There is an assumption that, when confiding to a diary or journal, people are more honest (or less guarded) than when they record themselves in other ways (letters, speeches, novels, e-mails, etc.). The assumption may be unwarranted, but it was profoundly shaped by the most famous of diaries, that of Samuel Pepys (“peeps”), which he kept faithfully for ten critical years, starting on January 1, 1660 and continuing through the Restoration of monarchy, the foundation of the Royal Society, war with Holland and diplomatic intrigue, the Plague Year of 1665, and the Great Fire of London. The Diary covers these great events, Pepys’ part in them of course, his wedded life and his extracurricular amours, the books he bought, and his personal and political contacts with the great and powerful. In its pages we can also discern the stirrings of modernity, secularism and the origins of the modern state (besides being a gossip he was inter alia an effective bureaucrat as a commissioner of the Royal Navy). Born on February 23, 1633, Pepys lived in momentous times as an active participant, which makes him significant. The diary renders him fascinating. The whole thing is in the University Library and St. Louis Public. Or you can sign on to receive daily entries at
www.pepysdiary.com. It’s free, and it’s annotated. You’ll find it chatty and personal, sometimes inconsequential, often insightful, and always informative about the life of a man who kept a diary because he thought he was worthy of it. ©
Re: BOB'S BITS
Posted: 25 Feb 2014, 06:49
by Stanley
Try to put down exactly what you see. Whatever else you have to offer will come out anyway. Winslow Homer.

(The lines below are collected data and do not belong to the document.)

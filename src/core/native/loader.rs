//=========================================================================
// Native Module Loader
//=========================================================================
//
// Opens a resolved core as a dynamic library and binds declared entry
// points into typed callables.
//
// Architecture:
// ```text
//  ModulePath + [EntryPointDescriptor]
//        │
//        ▼  NativeModuleLoader::load (dlopen + symbol check)
//  NativeModuleHandle ──bind::<F>(name)──> BoundEntryPoint<F> ──call()──> R
// ```
//
// The native signature is described twice: once as tags in the
// descriptor, once as the Rust function-pointer type `F`. `bind` checks
// the two agree. Nothing can check either of them against the real
// symbol, so a wrong declaration is undefined behaviour at call time.
//
//=========================================================================

//=== Standard Library Imports ============================================

use std::collections::HashMap;
use std::ffi::c_void;
use std::fmt;
use std::path::{Path, PathBuf};
use std::sync::Arc;

//=== External Dependencies ===============================================

use libloading::Library;
use log::{debug, info};

//=== Internal Dependencies ===============================================

use super::error::{LoadError, Signature};
use super::resolver::ModulePath;

//=== TypeTag =============================================================

/// Primitive type of a native parameter or return value.
#[derive(Debug, Clone, Copy, PartialEq, Eq, Hash)]
pub enum TypeTag {
    Void,
    I8,
    U8,
    I16,
    U16,
    I32,
    U32,
    I64,
    U64,
    ISize,
    USize,
    F32,
    F64,
    Pointer,
}

impl fmt::Display for TypeTag {
    fn fmt(&self, f: &mut fmt::Formatter<'_>) -> fmt::Result {
        let name = match self {
            TypeTag::Void => "void",
            TypeTag::I8 => "i8",
            TypeTag::U8 => "u8",
            TypeTag::I16 => "i16",
            TypeTag::U16 => "u16",
            TypeTag::I32 => "i32",
            TypeTag::U32 => "u32",
            TypeTag::I64 => "i64",
            TypeTag::U64 => "u64",
            TypeTag::ISize => "isize",
            TypeTag::USize => "usize",
            TypeTag::F32 => "f32",
            TypeTag::F64 => "f64",
            TypeTag::Pointer => "pointer",
        };
        f.write_str(name)
    }
}

//=== NativeType ==========================================================

/// Rust types that may cross the foreign-call boundary by value.
pub trait NativeType: Copy {
    const TAG: TypeTag;
}

macro_rules! native_type {
    ($($ty:ty => $tag:ident),* $(,)?) => {
        $(impl NativeType for $ty {
            const TAG: TypeTag = TypeTag::$tag;
        })*
    };
}

native_type! {
    () => Void,
    i8 => I8, u8 => U8,
    i16 => I16, u16 => U16,
    i32 => I32, u32 => U32,
    i64 => I64, u64 => U64,
    isize => ISize, usize => USize,
    f32 => F32, f64 => F64,
}

impl<T> NativeType for *const T {
    const TAG: TypeTag = TypeTag::Pointer;
}

impl<T> NativeType for *mut T {
    const TAG: TypeTag = TypeTag::Pointer;
}

//=== EntryPointSignature =================================================

/// An `unsafe extern "C" fn` type whose tags can be derived statically.
///
/// Implemented for functions of up to six [`NativeType`] parameters.
pub trait EntryPointSignature: Copy {
    fn return_type() -> TypeTag;
    fn param_types() -> Vec<TypeTag>;

    fn signature() -> Signature {
        Signature {
            return_type: Self::return_type(),
            param_types: Self::param_types(),
        }
    }
}

//=== EntryPointDescriptor ================================================

/// Declared ABI contract of one exported symbol.
///
/// The tags must match the symbol's true native signature. The loader
/// cannot verify this: a mismatch makes every call through the bound entry
/// point undefined behaviour.
#[derive(Debug, Clone, PartialEq, Eq)]
pub struct EntryPointDescriptor {
    pub name: String,
    pub return_type: TypeTag,
    pub param_types: Vec<TypeTag>,
}

impl EntryPointDescriptor {
    pub fn new(name: impl Into<String>, return_type: TypeTag, param_types: Vec<TypeTag>) -> Self {
        Self {
            name: name.into(),
            return_type,
            param_types,
        }
    }

    /// Derives the tags from a function-pointer type.
    ///
    /// ```
    /// use retroframe::core::native::{EntryPointDescriptor, TypeTag};
    ///
    /// let d = EntryPointDescriptor::of::<unsafe extern "C" fn(u32) -> i32>("f");
    /// assert_eq!(d.return_type, TypeTag::I32);
    /// assert_eq!(d.param_types, vec![TypeTag::U32]);
    /// ```
    pub fn of<F: EntryPointSignature>(name: impl Into<String>) -> Self {
        Self::new(name, F::return_type(), F::param_types())
    }

    pub fn signature(&self) -> Signature {
        Signature {
            return_type: self.return_type,
            param_types: self.param_types.clone(),
        }
    }
}

//=== NativeModuleLoader ==================================================

/// Opens native modules and validates their declared entry points.
pub struct NativeModuleLoader;

impl NativeModuleLoader {
    /// Opens `path` and checks that every descriptor names an exported
    /// symbol.
    ///
    /// # Safety
    ///
    /// Opening a library runs its initialisation routines, which may do
    /// anything. The caller must trust the binary at `path`.
    ///
    /// # Errors
    ///
    /// - [`LoadError::Open`] if the binary cannot be opened
    /// - [`LoadError::MissingSymbol`] for the first absent symbol
    pub unsafe fn load<I>(path: &ModulePath, descriptors: I) -> Result<NativeModuleHandle, LoadError>
    where
        I: IntoIterator<Item = EntryPointDescriptor>,
    {
        let path = path.as_path().to_path_buf();
        debug!(target: "native", "Opening core {}", path.display());

        let library = unsafe { Library::new(&path) }.map_err(|source| LoadError::Open {
            path: path.clone(),
            source,
        })?;

        let mut entry_points = HashMap::new();
        for descriptor in descriptors {
            // Existence only; the symbol is never dereferenced here.
            unsafe { library.get::<*mut c_void>(descriptor.name.as_bytes()) }.map_err(
                |source| LoadError::MissingSymbol {
                    name: descriptor.name.clone(),
                    source,
                },
            )?;

            debug!(
                target: "native",
                "Declared entry point {}: {}",
                descriptor.name,
                descriptor.signature()
            );
            entry_points.insert(descriptor.name.clone(), descriptor);
        }

        info!(
            target: "native",
            "Loaded core {} ({} entry points)",
            path.display(),
            entry_points.len()
        );

        Ok(NativeModuleHandle {
            path,
            library: Arc::new(library),
            entry_points,
        })
    }
}

//=== NativeModuleHandle ==================================================

/// An opened native module plus its declared entry points.
///
/// The library stays loaded while the handle or any [`BoundEntryPoint`]
/// obtained from it is alive.
pub struct NativeModuleHandle {
    path: PathBuf,
    library: Arc<Library>,
    entry_points: HashMap<String, EntryPointDescriptor>,
}

impl NativeModuleHandle {
    pub fn path(&self) -> &Path {
        &self.path
    }

    pub fn descriptor(&self, name: &str) -> Option<&EntryPointDescriptor> {
        self.entry_points.get(name)
    }

    pub fn entry_points(&self) -> impl Iterator<Item = &EntryPointDescriptor> {
        self.entry_points.values()
    }

    /// Binds a declared entry point as a callable of type `F`.
    ///
    /// # Errors
    ///
    /// - [`LoadError::Undeclared`] if `name` was not passed to `load`
    /// - [`LoadError::DescriptorMismatch`] if `F` disagrees with the
    ///   declared tags
    /// - [`LoadError::MissingSymbol`] if the lookup fails
    pub fn bind<F: EntryPointSignature>(&self, name: &str) -> Result<BoundEntryPoint<F>, LoadError> {
        let descriptor = self.descriptor(name).ok_or_else(|| LoadError::Undeclared {
            name: name.to_string(),
        })?;

        let declared = descriptor.signature();
        let requested = F::signature();
        if declared != requested {
            return Err(LoadError::DescriptorMismatch {
                name: name.to_string(),
                declared,
                requested,
            });
        }

        // Obtaining the pointer is harmless; calling it is what the
        // descriptor has to vouch for.
        let func = unsafe { self.library.get::<F>(name.as_bytes()) }
            .map(|symbol| *symbol)
            .map_err(|source| LoadError::MissingSymbol {
                name: name.to_string(),
                source,
            })?;

        Ok(BoundEntryPoint {
            name: name.to_string(),
            func,
            _library: Arc::clone(&self.library),
        })
    }
}

impl fmt::Debug for NativeModuleHandle {
    fn fmt(&self, f: &mut fmt::Formatter<'_>) -> fmt::Result {
        f.debug_struct("NativeModuleHandle")
            .field("path", &self.path)
            .field("entry_points", &self.entry_points.keys().collect::<Vec<_>>())
            .finish()
    }
}

//=== BoundEntryPoint =====================================================

/// A resolved symbol of function type `F`.
///
/// Calls are synchronous and block the calling thread until the native
/// code returns. There is no timeout and no way to cancel: a slow or hung
/// core stalls the event loop for as long as it runs.
pub struct BoundEntryPoint<F> {
    name: String,
    func: F,
    _library: Arc<Library>,
}

impl<F> BoundEntryPoint<F> {
    pub fn name(&self) -> &str {
        &self.name
    }
}

impl<F> fmt::Debug for BoundEntryPoint<F> {
    fn fmt(&self, f: &mut fmt::Formatter<'_>) -> fmt::Result {
        f.debug_struct("BoundEntryPoint").field("name", &self.name).finish()
    }
}

macro_rules! entry_point_arity {
    ($($arg:ident: $param:ident),*) => {
        impl<R: NativeType, $($param: NativeType),*> EntryPointSignature
            for unsafe extern "C" fn($($param),*) -> R
        {
            fn return_type() -> TypeTag {
                R::TAG
            }

            fn param_types() -> Vec<TypeTag> {
                vec![$(<$param as NativeType>::TAG),*]
            }
        }

        impl<R: NativeType, $($param: NativeType),*> BoundEntryPoint<unsafe extern "C" fn($($param),*) -> R> {
            /// Invokes the native function.
            ///
            /// # Safety
            ///
            /// The descriptor this entry point was declared with must match
            /// the symbol's real native signature exactly. Any mismatch in
            /// return type, parameter count or parameter types is undefined
            /// behaviour. The usual contracts of the native function itself
            /// (pointer validity, threading rules) also apply.
            pub unsafe fn call(&self, $($arg: $param),*) -> R {
                unsafe { (self.func)($($arg),*) }
            }
        }
    };
}

entry_point_arity!();
entry_point_arity!(a: A);
entry_point_arity!(a: A, b: B);
entry_point_arity!(a: A, b: B, c: C);
entry_point_arity!(a: A, b: B, c: C, d: D);
entry_point_arity!(a: A, b: B, c: C, d: D, e: E);
entry_point_arity!(a: A, b: B, c: C, d: D, e: E, f: G);

//=========================================================================
// Unit Tests
//=========================================================================
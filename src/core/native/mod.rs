//=========================================================================
// Native Core Subsystem
//=========================================================================
//
// Locates a core by logical path and binds its entry points.
//
// Pipeline (runs once at startup):
//   logical path ─► ModuleResolver ─► ModulePath
//                ─► NativeModuleLoader ─► NativeModuleHandle
//                ─► LibretroCore (NativeCore)
//
// Components:
// - `platform_id`: host OS families and their library suffixes
// - `resolver`: logical path → existing library file
// - `loader`: dynamic loading and typed entry-point binding
// - `libretro`: the `NativeCore` capability over the libretro ABI
// - `error`: resolve/load error types
//
//=========================================================================

//=== Module Declarations =================================================

mod error;
mod libretro;
mod loader;
mod platform_id;
mod resolver;

//=== Public API ==========================================================

pub use error::{LoadError, ResolveError, Signature};
pub use libretro::{LibretroCore, NativeCore, RETRO_API_VERSION};
pub use loader::{
    BoundEntryPoint, EntryPointDescriptor, EntryPointSignature, NativeModuleHandle,
    NativeModuleLoader, NativeType, TypeTag,
};
pub use platform_id::PlatformId;
pub use resolver::{ModulePath, ModuleResolver};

It is no wonder that the artist Winslow Homer (born in Boston on February 24, 1836) acquired a reputation for being set in his ways, impervious to fashion, a school to himself. Even a trip to Paris at the very dawn of impressionism failed to jar him loose from his own “phlegmatic” style. When in the 1880s he began to sell paintings, he joined an artists’ group (the Tile Club) whose members christened him “the obtuse bard.” People who serve very long apprenticeships, or who are self-taught before they find success (or success finds them) are often set in their ways, and Winslow Homer did both. He served a very long apprenticeship (nearly 20 years as an wood-cut illustrator for Harpers) during which he taught himself to paint in oil and watercolor. By the time he was “noticed” (his civil war sketches went down well, as did his paintings from them), he may have felt that he’d learned quite enough about life and art, knew what he liked, and was happy to go on liking it. His paintings, of seascapes, landscapes, and people, now seem very striking. Their light or darkness (and sometimes action or weather) sets the mood, but the strongest impression is of a story well told, of a scene where the viewer looks over the artist’s shoulder at the canvas and then at what is being painted and says “yes, now I see just what you mean.” Of no school, Winslow Homer inspired many, not least the Wyeths (he taught Pa Wyeth), to find art and meaning in our common vision.
Re: BOB'S BITS
Posted: 25 Feb 2014, 11:18
by Tripps
That rings a bell - there was a work by this guy on one of the TV antique programmes. Either Antiques Roadshow, or more likely, David Dickenson? I've a great memory for rubbish.

Re: BOB'S BITS
Posted: 26 Feb 2014, 05:40
by Stanley
I have been compelled to insist that the mind of man is the basic factor in human history. Perry Miller
Every great once in a while it should be OK to remember an historian, and there is no better one to remember than Perry Miller, who was born on February 25, 1905, in Chicago and died in post at Harvard in 1963. He began—and in crucial ways remained—a literary scholar, but he turned towards history while unloading American oil drums on the Congo, although how he got from there to be the supreme interpreter of American Puritanism (in particular) and pre-Civil War American culture (in general) is beyond me. His genius is best shown in extended form in his two-volume study of The New England Mind. Volume I, The Seventeenth Century, appeared in 1939, and volume II, From Puritan to Yankee, in 1951. My first copies of these books became so battered I had to buy new ones, and the new ones are not looking any too well these days. But Miller’s brilliance shines best, incomparably, in shorter pieces, notably “From the Covenant to the Revival,” (in Nature’s Nation) where he manages to summarize (and overturn) two hundred years of American cultural history. Miller had his blind spots, of course; in particular he could not see how social history (“wash pan and boiler pot,” he called it) could and indeed would make his vision whole. If you haven’t time to read him all, and you don’t, try the chapter “The Judgment of the Witches” in From Colony to Province. You will then want to read more and, luckily, there is plenty. ©
Re: BOB'S BITS
Posted: 27 Feb 2014, 07:05
by Stanley
Come live with me and be my love/and we will all the pleasures prove. Marlowe.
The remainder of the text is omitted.